(WHAT YOU ARE ASKED TO DO) In the records below, please retype word for word every line from the one containing "use super::*;" through the final one, both included, and nothing else.

(DATA FOR ANALYSIS)
#####
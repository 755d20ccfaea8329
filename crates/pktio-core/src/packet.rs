//! `Packet` — a framed message: a view plus its codec-declared length.
//!
//! The payload bytes live in the view's arena; the packet itself is a cheap
//! value. Packets peeled from a stream keep their (possibly rotated-out)
//! ingress arena alive through the view's handle.

use crate::error::Result;
use crate::vector::{IoVec, SharedIoVec};
use crate::view::IoView;
use std::sync::Arc;

#[derive(Clone)]
pub struct Packet {
    view: IoView,
    size: usize,
}

impl Packet {
    /// Wrap the first `size` bytes of `view` as a packet.
    pub fn new(view: IoView, size: usize) -> Self {
        Self { view, size }
    }

    /// Allocate a fresh zero-filled single-frame arena for an outgoing
    /// packet of `size` bytes.
    pub fn alloc(size: usize) -> Self {
        let vec: SharedIoVec = Arc::new(IoVec::new_zeroed(size));
        Self {
            view: IoView::new(vec, 0),
            size,
        }
    }

    /// The frame length in bytes, as declared by the codec (or requested at
    /// allocation time).
    #[inline]
    pub fn size(&self) -> usize {
        self.size
    }

    #[inline]
    pub fn view(&self) -> &IoView {
        &self.view
    }

    #[inline]
    pub fn view_mut(&mut self) -> &mut IoView {
        &mut self.view
    }

    /// The metadata tag of the backing arena; for ingress packets this is
    /// the id of the channel that read them.
    #[inline]
    pub fn metadata(&self) -> u64 {
        self.view.metadata()
    }

    /// Embed another packet's bytes at `offset`. Overlap within one arena is
    /// legal; bytes move as with `memmove`.
    pub fn write_packet(&mut self, offset: usize, src: &Packet) -> Result<()> {
        let len = src.size;
        self.view.write_view(offset, &src.view, len)
    }

    /// Decompose into the arena handle, the view offset, and the size.
    /// Used by the channel to build an egress descriptor.
    pub fn into_parts(self) -> (SharedIoVec, usize, usize) {
        let size = self.size;
        let (vec, offset) = self.view.into_parts();
        (vec, offset, size)
    }
}

impl std::fmt::Debug for Packet {
    fn fmt(&self, f: &mut std::fmt::Formatter<'_>) -> std::fmt::Result {
        f.debug_struct("Packet")
            .field("size", &self.size)
            .field("metadata", &self.metadata())
            .finish()
    }
}

#[cfg(test)]
mod tests {
    use super::*;
    use crate::view::Endian;

    #[test]
    fn alloc_and_fields() {
        let mut p = Packet::alloc(4);
        assert_eq!(p.size(), 4);
        p.view_mut().write_u8(0, 4).unwrap();
        p.view_mut().write_u8(1, 9).unwrap();
        p.view_mut().write_u16(2, 0x0102, Endian::Big).unwrap();
        assert_eq!(p.view().read_u8(1).unwrap(), 9);
        assert_eq!(p.view().read_u16(2, Endian::Big).unwrap(), 0x0102);
    }

    #[test]
    fn into_parts_keeps_arena_alive() {
        let p = Packet::alloc(2);
        let (vec, offset, size) = p.into_parts();
        assert_eq!(offset, 0);
        assert_eq!(size, 2);
        assert_eq!(vec.size(), 2);
    }

    #[test]
    fn nested_write() {
        let mut inner = Packet::alloc(3);
        inner.view_mut().write_bytes(0, &[7, 8, 9]).unwrap();
        let mut outer = Packet::alloc(8);
        outer.write_packet(4, &inner).unwrap();
        assert_eq!(outer.view().read_bytes(4, 3).unwrap(), &[7, 8, 9]);
    }
}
#####
(EXERCISE RESPONSE)
    use super::*;
    use crate::view::Endian;

    #[test]
    fn alloc_and_fields() {
        let mut p = Packet::alloc(4);
        assert_eq!(p.size(), 4);
        p.view_mut().write_u8(0, 4).unwrap();
        p.view_mut().write_u8(1, 9).unwrap();
        p.view_mut().write_u16(2, 0x0102, Endian::Big).unwrap();
        assert_eq!(p.view().read_u8(1).unwrap(), 9);
        assert_eq!(p.view().read_u16(2, Endian::Big).unwrap(), 0x0102);
    }

    #[test]
    fn into_parts_keeps_arena_alive() {
        let p = Packet::alloc(2);
        let (vec, offset, size) = p.into_parts();
        assert_eq!(offset, 0);
        assert_eq!(size, 2);
        assert_eq!(vec.size(), 2);
    }

    #[test]
    fn nested_write() {
        let mut inner = Packet::alloc(3);
        inner.view_mut().write_bytes(0, &[7, 8, 9]).unwrap();
        let mut outer = Packet::alloc(8);
        outer.write_packet(4, &inner).unwrap();
        assert_eq!(outer.view().read_bytes(4, 3).unwrap(), &[7, 8, 9]);
    }
}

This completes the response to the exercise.